* **Description of the task**
Pick out all lines in the listing holding the string "impl" and copy them.

(Beginning of Given entries)

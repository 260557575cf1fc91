//! Stop word lexicons
//!
//! The lists are compiled into the library. A `StopWords` value is built once and then only read;
//! pass it by reference to whatever filters tokens.
use std::fmt;
use std::str::FromStr;

use errors::*;
use farm::{FarmMap, new_farm};

/// Where a stop word came from
#[derive(Debug, Clone, Copy, PartialEq, Eq, Hash)]
pub enum Lexicon {
    /// The Snowball stemmer's English list, with contractions
    Snowball,
    /// The SMART information retrieval system's list
    Smart,
    /// Words supplied by the caller
    Custom,
}

impl Lexicon {
    /// Bundled lexicons
    pub fn all() -> &'static [Lexicon] {
        &[Lexicon::Snowball, Lexicon::Smart]
    }

    fn words(&self) -> &'static str {
        match *self {
            Lexicon::Snowball => include_str!("lexicons/snowball.txt"),
            Lexicon::Smart => include_str!("lexicons/smart.txt"),
            Lexicon::Custom => "",
        }
    }
}

impl fmt::Display for Lexicon {
    fn fmt(&self, f: &mut fmt::Formatter) -> fmt::Result {
        match *self {
            Lexicon::Snowball => write!(f, "snowball"),
            Lexicon::Smart => write!(f, "SMART"),
            Lexicon::Custom => write!(f, "custom"),
        }
    }
}

impl FromStr for Lexicon {
    type Err = Error;

    fn from_str(name: &str) -> Result<Lexicon> {
        match name.trim().to_lowercase().as_str() {
            "snowball" => Ok(Lexicon::Snowball),
            "smart" => Ok(Lexicon::Smart),
            _ => Err(Error::configuration(format!(
                "unknown stop word lexicon {:?}; try snowball or smart", name))),
        }
    }
}

/// A set of lower-case stop words, each tagged with the lexicons listing it
#[derive(Debug, Clone, Default)]
pub struct StopWords {
    words: FarmMap<String, Vec<Lexicon>>,
}

impl StopWords {
    /// No stop words at all
    pub fn empty() -> Self {
        StopWords { words: new_farm() }
    }

    /// The union of the given bundled lexicons
    pub fn load(lexicons: &[Lexicon]) -> Self {
        let mut stop_words = StopWords::empty();
        for &lexicon in lexicons {
            for word in lexicon.words().lines().map(str::trim).filter(|w| !w.is_empty()) {
                stop_words.insert(word, lexicon);
            }
        }
        debug!("Loaded {} stop words from {:?}", stop_words.len(), lexicons);
        stop_words
    }

    /// Every bundled lexicon, unioned
    pub fn english() -> Self {
        StopWords::load(Lexicon::all())
    }

    /// A custom list. Words are lower-cased to match what the tokenizer produces.
    pub fn from_list<S: AsRef<str>>(words: &[S]) -> Self {
        let mut stop_words = StopWords::empty();
        stop_words.extend(words);
        stop_words
    }

    /// Add custom words, as when a corpus has its own junk ("chapter", page headers...)
    pub fn extend<S: AsRef<str>>(&mut self, words: &[S]) {
        for word in words {
            self.insert(word.as_ref(), Lexicon::Custom);
        }
    }

    fn insert(&mut self, word: &str, lexicon: Lexicon) {
        let tags = self.words.entry(word.to_lowercase()).or_insert_with(Vec::new);
        if !tags.contains(&lexicon) {
            tags.push(lexicon);
        }
    }

    /// Exact membership, after whatever normalization the tokenizer did
    pub fn contains(&self, token: &str) -> bool {
        self.words.contains_key(token)
    }

    /// Lexicons that list this word (empty if it is not a stop word)
    pub fn lexicons_of(&self, token: &str) -> &[Lexicon] {
        self.words.get(token).map(|tags| tags.as_slice()).unwrap_or(&[])
    }

    /// Just the words one lexicon contributed
    pub fn only(&self, lexicon: Lexicon) -> StopWords {
        StopWords {
            words: self.words.iter()
                .filter(|&(_, tags)| tags.contains(&lexicon))
                .map(|(word, _)| (word.clone(), vec![lexicon]))
                .collect(),
        }
    }

    pub fn len(&self) -> usize {
        self.words.len()
    }

    pub fn is_empty(&self) -> bool {
        self.words.is_empty()
    }
}

#[cfg(test)]
mod tests {
    use super::*;

    #[test]
    fn bundled_lexicons_load() {
        let snowball = StopWords::load(&[Lexicon::Snowball]);
        assert_eq!(snowball.len(), 174);
        assert!(snowball.contains("the"));
        assert!(snowball.contains("don't"));
        assert!(!snowball.contains("The"));
        assert!(!snowball.contains("whale"));
    }

    #[test]
    fn union_keeps_tags() {
        let both = StopWords::english();
        assert!(both.len() > StopWords::load(&[Lexicon::Smart]).len());
        assert_eq!(both.lexicons_of("the"), &[Lexicon::Snowball, Lexicon::Smart]);
        assert_eq!(both.lexicons_of("whale"), &[] as &[Lexicon]);
        assert_eq!(both.only(Lexicon::Snowball).len(), 174);
    }

    #[test]
    fn custom_words_are_lowercased() {
        let mut custom = StopWords::from_list(&["Chapter"]);
        custom.extend(&["MISS".to_string()]);
        assert!(custom.contains("chapter"));
        assert!(custom.contains("miss"));
        assert_eq!(custom.lexicons_of("miss"), &[Lexicon::Custom]);
    }

    #[test]
    fn lexicon_names_parse() {
        assert_eq!("SMART".parse::<Lexicon>().unwrap(), Lexicon::Smart);
        assert!("onix".parse::<Lexicon>().is_err());
    }
}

(End of Given entries)

* **Your response**
impl Lexicon {
impl fmt::Display for Lexicon {
impl FromStr for Lexicon {
impl StopWords {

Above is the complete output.